Dans cette version condensée, Pascal Faber, supprimant nombre de personnages, centre l’action sur Antonio et Shylock et l’histoire d’amour entre Portia et Bassano et entre leurs serviteurs. Il met en lumière ce personnage de Shylock, et c’est une belle initiative, un Shylock magnifiquement interprété par un Michel Paineschi coléreux, désemparé, pathétique. Il en fait ressortir toute l’ambiguïté, usurier avare et méchant, oubliant son intérêt par souci de vengeance mais aussi, homme humilié, moqué, insulté, dans une parodie de justice Des chants liturgiques hébreux soulignent les instants dramatiques, et les jeux de lumière la solitude du vieux juif face au reste de la société.

La partie histoire d’amour est moins convaincante, basculant trop dans le marivaudage, avec des scènes d’un comique trop appuyé à mon goût mais qui ont au moins le mérite d’apporter quelques éclaircies dans cette sombre histoire.
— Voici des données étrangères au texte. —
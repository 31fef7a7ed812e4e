//! # Chatdesk Integration Test Common Helpers
//!
//! File: cli/tests/common.rs
//!
//! ## Overview
//!
//! Shared helpers for the integration tests in `cli/tests/`:
//!
//! - `chatdesk_cmd()`: an `assert_cmd::Command` for the compiled binary.
//! - `MockBackend`: an in-process `axum` imitation of the chatbot backend,
//!   served on `127.0.0.1:0` from its own thread and runtime so both blocking
//!   binary tests and `#[tokio::test]` library tests can talk to it. Every
//!   request is recorded (method, path, Authorization header, body).
//! - `test_context()`: an `AppContext` pointed at a mock backend with the
//!   session file in a temporary directory.
//!
//! Seeded accounts: `alice`/`secret1` (admin, id 1) and `bob`/`secret2`
//! (regular user, id 2). The token issued to a user is `token-<username>`.
//!

// Different test files use different helpers.
#![allow(dead_code)]

pub use assert_cmd::Command;

use axum::body::{to_bytes, Body};
use axum::extract::{Form, Path as UrlPath, Request, State};
use axum::http::{HeaderMap, StatusCode};
use axum::middleware::{self, Next};
use axum::response::{IntoResponse, Response};
use axum::routing::{get, post, put};
use axum::{Json, Router};
use chatdesk::core::config::Config;
use chatdesk::core::context::AppContext;
use serde::Deserialize;
use serde_json::{json, Value};
use std::path::Path;
use std::sync::{Arc, Mutex, MutexGuard};
use std::thread::JoinHandle;

/// Creates a command for the `chatdesk` binary with no inherited CHATDESK_*
/// variables and logging quiet unless a test asks otherwise.
pub fn chatdesk_cmd() -> Command {
    let mut cmd =
        Command::cargo_bin("chatdesk").expect("Failed to find chatdesk binary for testing");
    cmd.env_remove("CHATDESK_BASE_URL")
        .env_remove("CHATDESK_SESSION_FILE")
        .env_remove("CHATDESK_TIMEOUT")
        .env_remove("CHATDESK_PASSWORD")
        .env_remove("RUST_LOG");
    cmd
}

/// Builds a context for library-level tests.
pub fn test_context(backend: &MockBackend, session_file: &Path) -> AppContext {
    let mut config = Config::default();
    config.api.base_url = backend.base_url.clone();
    config.api.timeout_secs = 5;
    config.session.file = session_file.to_string_lossy().into_owned();
    AppContext::from_config(config).expect("Failed to build test context")
}

/// One request as seen by the mock backend.
#[derive(Debug, Clone)]
pub struct RecordedRequest {
    pub method: String,
    pub path: String,
    pub authorization: Option<String>,
    pub body: String,
}

#[derive(Debug, Clone)]
struct MockUser {
    id: i64,
    username: String,
    password: String,
    email: Option<String>,
    is_admin: bool,
    is_active: bool,
}

impl MockUser {
    fn to_json(&self) -> Value {
        let role = if self.is_admin {
            json!({"id": 1, "name": "admin", "description": "Administrator", "permissions": ["manage_users", "chat"]})
        } else {
            json!({"id": 2, "name": "user", "description": "Regular user", "permissions": ["chat"]})
        };
        json!({
            "id": self.id,
            "username": self.username,
            "email": self.email,
            "is_admin": self.is_admin,
            "is_active": self.is_active,
            "roles": [role],
        })
    }
}

#[derive(Debug, Clone)]
struct MockConversation {
    id: i64,
    user_id: i64,
    title: String,
    messages: Vec<(String, String)>,
}

impl MockConversation {
    fn to_json(&self) -> Value {
        let messages: Vec<Value> = self
            .messages
            .iter()
            .enumerate()
            .map(|(i, (role, content))| {
                json!({
                    "id": i + 1,
                    "conversation_id": self.id,
                    "role": role,
                    "content": content,
                    "created_at": "2024-05-01T10:00:00.000000",
                })
            })
            .collect();
        json!({
            "id": self.id,
            "user_id": self.user_id,
            "title": self.title,
            "created_at": "2024-05-01T09:00:00.000000",
            "updated_at": "2024-05-01T09:00:00.000000",
            "messages": messages,
        })
    }
}

#[derive(Debug)]
struct MockState {
    requests: Vec<RecordedRequest>,
    users: Vec<MockUser>,
    conversations: Vec<MockConversation>,
    next_user_id: i64,
    next_conversation_id: i64,
    summarize_calls: usize,
    /// When set, every request except login answers with this status.
    forced_status: Option<u16>,
    /// Requests whose path ends with the suffix answer with the status.
    failing_paths: Vec<(String, u16)>,
}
Condensée, la pièce n’est par forcément d’un abord simple car l’on passe très vite d’une scène à une autre, d’un endroit à l’autre et on peut regretter que la Venise bruyante, festive, de cette époque avec ses flambeaux et ses travestissements ne soit montrée symboliquement que par quelques malles en bois, disposées ici et là sur la scène, et par une bande son recréant le bruissement de la cité des Doges. Il est vrai qu’il est difficile de faire davantage sur une petite scène.

Quelques belles séquences malgré tout : celle de la tempête, l’affrontement entre Antonio et Shylock. Et le final où les deux restent seuls, chacun à un bout du plateau, seuls dans leur rond de lumière.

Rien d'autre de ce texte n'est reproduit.